What is needed:
Copy out exactly the stretch of the listing below that begins at the line containing "let status = response.status();" and ends at the line containing "async fn test_context_write_then_read()", and copy nothing outside it.

*** Begin section ***

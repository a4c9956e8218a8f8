//! HTTP integration tests for the Concierge API.
//!
//! Requests go through the full axum router via `oneshot`; the scheduling API
//! is a wiremock server and the completion backend is a canned stub.

use std::sync::Arc;

use async_trait::async_trait;
use axum::body::Body;
use axum::http::{Request, StatusCode};
use concierge_core::completion::{CompletionBackend, CompletionError, CompletionOutput};
use concierge_core::models::{ToolSpec, Turn};
use concierge_core::{ConciergeConfig, HttpSchedulingClient};
use concierge_server::http::build_router;
use concierge_server::subsystems::auth;
use concierge_server::ServerState;
use serde_json::{json, Value};
use tower::ServiceExt;
use wiremock::matchers::{method, path, query_param};
use wiremock::{Mock, MockServer, ResponseTemplate};

const SECRET: &str = "integration-secret";

struct CannedCompletion;

#[async_trait]
impl CompletionBackend for CannedCompletion {
    async fn complete(
        &self,
        _directive: &str,
        _history: &[Turn],
        _input: Option<&str>,
        _tools: &[ToolSpec],
    ) -> Result<CompletionOutput, CompletionError> {
        Ok(CompletionOutput {
            text: "ok".into(),
            tool_calls: vec![],
        })
    }

    fn name(&self) -> &str {
        "canned"
    }
}

fn make_state(scheduling_url: &str) -> Arc<ServerState> {
    let mut config = ConciergeConfig::default();
    config.scheduling.api_key = Some("sched-key".into());
    config.scheduling.max_retries = 0;
    config.completion.api_key = Some("completion-key".into());
    config.auth.token_secret = Some(SECRET.into());

    let scheduling =
        HttpSchedulingClient::with_base_url(config.scheduling.clone(), scheduling_url.to_string()).unwrap();
    ServerState::from_parts(config, None, Arc::new(scheduling), Arc::new(CannedCompletion))
}

async fn send(state: &Arc<ServerState>, req: Request<Body>) -> (StatusCode, Value) {
    let response = build_router(state.clone()).oneshot(req).await.unwrap();
    let status = response.status();
    let bytes = axum::body::to_bytes(response.into_body(), usize::MAX).await.unwrap();
    let body = if bytes.is_empty() {
        Value::Null
    } else {
        serde_json::from_slice(&bytes).unwrap()
    };
    (status, body)
}

fn get(uri: &str) -> Request<Body> {
    Request::builder().method("GET").uri(uri).body(Body::empty()).unwrap()
}

fn post(uri: &str, body: Value) -> Request<Body> {
    Request::builder()
        .method("POST")
        .uri(uri)
        .header("content-type", "application/json")
        .body(Body::from(body.to_string()))
        .unwrap()
}

// ===========================================================================
// TEST 1: GET /health liveness fields
// ===========================================================================
#[tokio::test]
async fn test_health_endpoint() {
    let server = MockServer::start().await;
    let state = make_state(&server.uri());

    let (status, body) = send(&state, get("/health")).await;
    assert_eq!(status, StatusCode::OK);
    assert_eq!(body["status"], "ok");
    assert_eq!(body["connections"], 0);
    assert_eq!(body["durable"], "disabled");
}

// ===========================================================================
// TEST 2: GET /version
// ===========================================================================
#[tokio::test]
async fn test_version_endpoint() {
    let server = MockServer::start().await;
    let state = make_state(&server.uri());

    let (status, body) = send(&state, get("/version")).await;
    assert_eq!(status, StatusCode::OK);
    assert_eq!(body["protocol"], "concierge/1");
}

// ===========================================================================
// TEST 3: POST then GET /api/context/:sessionId
// ===========================================================================
#[tokio::test]
async fn test_context_write_then_read() {
    let server = MockServer::start().await;
    let state = make_state(&server.uri());

    let (status, _) = send(
        &state,
        post(
            "/api/context/web-1",
            json!({"memory": {"preferred_date": "2026-10-20"}, "sessionProperties": {"channel": "web"}}),
        ),
    )
    .await;
    assert_eq!(status, StatusCode::OK);

    let (status, body) = send(&state, get("/api/context/web-1")).await;
    assert_eq!(status, StatusCode::OK);
    assert_eq!(body["context"]["memory"]["preferred_date"], "2026-10-20");
    assert_eq!(body["context"]["sessionProperties"]["channel"], "web");
}

// ===========================================================================
// TEST 4: GET /api/history/:sessionId?limit=
// ===========================================================================
#[tokio::test]
async fn test_history_limit() {
    let server = MockServer::start().await;
    let state = make_state(&server.uri());
    send(
        &state,
        post(
            "/api/context/web-2",
            json!({"history": [
                {"role": "user", "content": "hello"},
                {"role": "assistant", "content": "hi there"}
            ]}),
        ),
    )
    .await;

    let (status, body) = send(&state, get("/api/history/web-2?limit=1")).await;
    assert_eq!(status, StatusCode::OK);
    assert_eq!(body["total"], 2);
    assert_eq!(body["history"][0]["content"], "hi there");
}

// ===========================================================================
// TEST 5: POST /api/tools runs against the scheduling API and updates context
// ===========================================================================
#[tokio::test]
async fn test_tool_call_updates_context() {
    let server = MockServer::start().await;
    Mock::given(method("GET"))
        .and(path("/contacts"))
        .and(query_param("query", "ana"))
        .respond_with(ResponseTemplate::new(200).set_body_json(json!([
            {"id": "c1", "name": "Ana Lima"}
        ])))
        .mount(&server)
        .await;
    let state = make_state(&server.uri());

    let (status, body) = send(
        &state,
        post(
            "/api/tools",
            json!({"tool": "search_customer", "params": {"query": "ana"}, "sessionId": "web-3"}),
        ),
    )
    .await;
    assert_eq!(status, StatusCode::OK);
    assert_eq!(body["success"], true);
    assert_eq!(body["result"]["count"], 1);

    let (_, body) = send(&state, get("/api/context/web-3")).await;
    assert_eq!(body["context"]["memory"]["user_info"]["name"], "Ana Lima");
    assert_eq!(body["context"]["memory"]["tool_counts"]["search_customer"], 1);
}

// ===========================================================================
// TEST 6: POST /api/tools error statuses
// ===========================================================================
#[tokio::test]
async fn test_tool_call_errors() {
    let server = MockServer::start().await;
    Mock::given(method("GET"))
        .and(path("/services"))
        .respond_with(ResponseTemplate::new(500))
        .mount(&server)
        .await;
    let state = make_state(&server.uri());

    let (status, body) = send(
        &state,
        post("/api/tools", json!({"tool": "teleport", "sessionId": "web-4"})),
    )
    .await;
    assert_eq!(status, StatusCode::NOT_FOUND);
    assert_eq!(body["status"], "error");

    let (status, _) = send(
        &state,
        post("/api/tools", json!({"tool": "get_customer", "params": {}, "sessionId": "web-4"})),
    )
    .await;
    assert_eq!(status, StatusCode::BAD_REQUEST);

    let (status, body) = send(
        &state,
        post("/api/tools", json!({"tool": "list_services", "sessionId": "web-4"})),
    )
    .await;
    assert_eq!(status, StatusCode::BAD_GATEWAY);
    assert_eq!(body["success"], false);
}

// ===========================================================================
// TEST 7: POST /api/verify-token
// ===========================================================================
#[tokio::test]
async fn test_verify_token_endpoint() {
    let server = MockServer::start().await;
    let state = make_state(&server.uri());
    let token = auth::sign_token(&json!({"sub": "staff-7", "role": "admin"}), SECRET).unwrap();

    let (status, body) = send(&state, post("/api/verify-token", json!({"token": token}))).await;
    assert_eq!(status, StatusCode::OK);
    assert_eq!(body["isValid"], true);
    assert_eq!(body["decoded"]["role"], "admin");

    let (_, body) = send(&state, post("/api/verify-token", json!({"token": "x.y.z"}))).await;
    assert_eq!(body["isValid"], false);
}

// ===========================================================================
// TEST 8: DELETE /api/context/:key and GET /api/contexts
// ===========================================================================
#[tokio::test]
async fn test_delete_and_list_contexts() {
    let server = MockServer::start().await;
    let state = make_state(&server.uri());
    send(&state, post("/api/context/web-5", json!({"memory": {"x": 1}}))).await;

    let (_, body) = send(&state, get("/api/contexts")).await;
    assert_eq!(body["count"], 1);
    assert_eq!(body["contexts"][0]["key"], "web-5");

    let req = Request::builder()
        .method("DELETE")
        .uri("/api/context/web-5")
        .body(Body::empty())
        .unwrap();
    let (status, _) = send(&state, req).await;
    assert_eq!(status, StatusCode::OK);

    let (_, body) = send(&state, get("/api/contexts")).await;
    assert_eq!(body["count"], 0);
}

*** End section ***

Solution for this problem:
    let status = response.status();
    let bytes = axum::body::to_bytes(response.into_body(), usize::MAX).await.unwrap();
    let body = if bytes.is_empty() {
        Value::Null
    } else {
        serde_json::from_slice(&bytes).unwrap()
    };
    (status, body)
}

fn get(uri: &str) -> Request<Body> {
    Request::builder().method("GET").uri(uri).body(Body::empty()).unwrap()
}

fn post(uri: &str, body: Value) -> Request<Body> {
    Request::builder()
        .method("POST")
        .uri(uri)
        .header("content-type", "application/json")
        .body(Body::from(body.to_string()))
        .unwrap()
}

// ===========================================================================
// TEST 1: GET /health liveness fields
// ===========================================================================
#[tokio::test]
async fn test_health_endpoint() {
    let server = MockServer::start().await;
    let state = make_state(&server.uri());

    let (status, body) = send(&state, get("/health")).await;
    assert_eq!(status, StatusCode::OK);
    assert_eq!(body["status"], "ok");
    assert_eq!(body["connections"], 0);
    assert_eq!(body["durable"], "disabled");
}

// ===========================================================================
// TEST 2: GET /version
// ===========================================================================
#[tokio::test]
async fn test_version_endpoint() {
    let server = MockServer::start().await;
    let state = make_state(&server.uri());

    let (status, body) = send(&state, get("/version")).await;
    assert_eq!(status, StatusCode::OK);
    assert_eq!(body["protocol"], "concierge/1");
}

// ===========================================================================
// TEST 3: POST then GET /api/context/:sessionId
// ===========================================================================
#[tokio::test]
async fn test_context_write_then_read() {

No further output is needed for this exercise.